= Construction industry in Egypt =

The construction industry in Egypt makes up 6.2% of the Egyptian GDP as of 2019. 30% of construction projects in Egypt are done by the public sector. The construction industry in Egypt is regulated by Civil law 131/1948, articles 646-673, Egyptian Contractors Federation Law 104/1992, and Unified Building law 119/2008.

== Background ==
In 2019, construction was 6.2% of Egypt's GDP. According to Columbia University's Global Leaders in Construction Management, Egypt overall has insufficient infrastructure, a high amount of traffic, and a high accident rate. Egypt has a 65,050-kilometer road network and 181 bridges. Egypt has 12 airports and 23 ports. As of 2025, Egypt's planned projects were valued at $565.5 billion and $120 billion worth of projects are currently being constructed.

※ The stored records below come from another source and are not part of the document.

//! Fixed pool of workers draining the work queue.

use std::sync::Arc;

use labeler_core::ObjectKey;
use labeler_queue::WorkQueue;
use tracing::{debug, error, info};

use crate::adapter::{ReconcileAdapter, ReconcileOutcome};

pub struct Scheduler {
    queue: Arc<WorkQueue<ObjectKey>>,
    adapter: Arc<ReconcileAdapter>,
    workers: usize,
}

impl Scheduler {
    pub fn new(queue: Arc<WorkQueue<ObjectKey>>, adapter: Arc<ReconcileAdapter>, workers: usize) -> Self {
        Self { queue, adapter, workers: workers.max(1) }
    }

    /// Run every worker until the queue shuts down. In-flight reconciles finish
    /// before this returns.
    pub async fn run(self) {
        info!(workers = self.workers, "scheduler started");
        let handles: Vec<_> = (0..self.workers)
            .map(|id| tokio::spawn(worker(id, Arc::clone(&self.queue), Arc::clone(&self.adapter))))
            .collect();
        for h in handles {
            if let Err(e) = h.await {
                error!(error = %e, "worker task failed");
            }
        }
        info!("scheduler stopped");
    }
}

async fn worker(id: usize, queue: Arc<WorkQueue<ObjectKey>>, adapter: Arc<ReconcileAdapter>) {
    while let Some(key) = queue.get().await {
        debug!(worker = id, key = %key, "reconcile start");
        // a panicking reconcile must not take the worker or the key down with it
        let invocation = {
            let adapter = Arc::clone(&adapter);
            let key = key.clone();
            tokio::spawn(async move { adapter.invoke(&key).await })
        };
        let outcome = match invocation.await {
            Ok(outcome) => outcome,
            Err(e) => {
                error!(worker = id, key = %key, error = %e, "reconcile task aborted; will retry");
                ReconcileOutcome::Requeue
            }
        };
        apply_outcome(&queue, &key, outcome);
        queue.done(&key);
    }
    debug!(worker = id, "worker exiting");
}

/// Translate an outcome into queue operations. Must run before `done`.
pub fn apply_outcome(queue: &WorkQueue<ObjectKey>, key: &ObjectKey, outcome: ReconcileOutcome) {
    match outcome {
        ReconcileOutcome::Done => queue.forget(key),
        ReconcileOutcome::Requeue => {
            let delay = queue.add_rate_limited(key.clone());
            debug!(key = %key, delay_ms = delay.as_millis() as u64, attempts = queue.num_requeues(key), "requeued with backoff");
        }
        ReconcileOutcome::RequeueAfter(delay) => {
            queue.forget(key);
            queue.add_after(key.clone(), delay);
        }
    }
}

30% of Egypt's construction projects are done by the public sector. According to the Egyptian Central Agency for Public Mobilisation and Statistics, the inflation rate for construction materials in Egypt reached 500% in the first quarter of 2023.

Civil law 131/1948, articles 646-673 has regulations for construction contracts based on sector. Unified Building law 119/2008 made the construction sector less informal through a permissions and procedures framework. The Egyptian Contractors Federation Law 104/1992 also regulates the construction industry in Egypt.

== History ==
Construction of the Suez Canal began in 1859. Small canals had been previously built to connect the Nile, the Great Bitter Lake, and the Gulf of Suez, but those canals were abandoned after Europeans navigated around Africa. Ferdinand Marie de Lesseps created the Universal Company of the Suez Maritime Canal to dig it. Workers dug 2.6 billion cubic feet at an expense of $100 million.

In 2021, Egypt signed a $4.5 billion contract to build 660-kilometer train line. Egypt's previous train network led to close to 200 accidents in 2024. Tarek Goueili, the head of Egypt's National Authority for Tunnels, claims that the network will carry 15 million tons of cargo per year.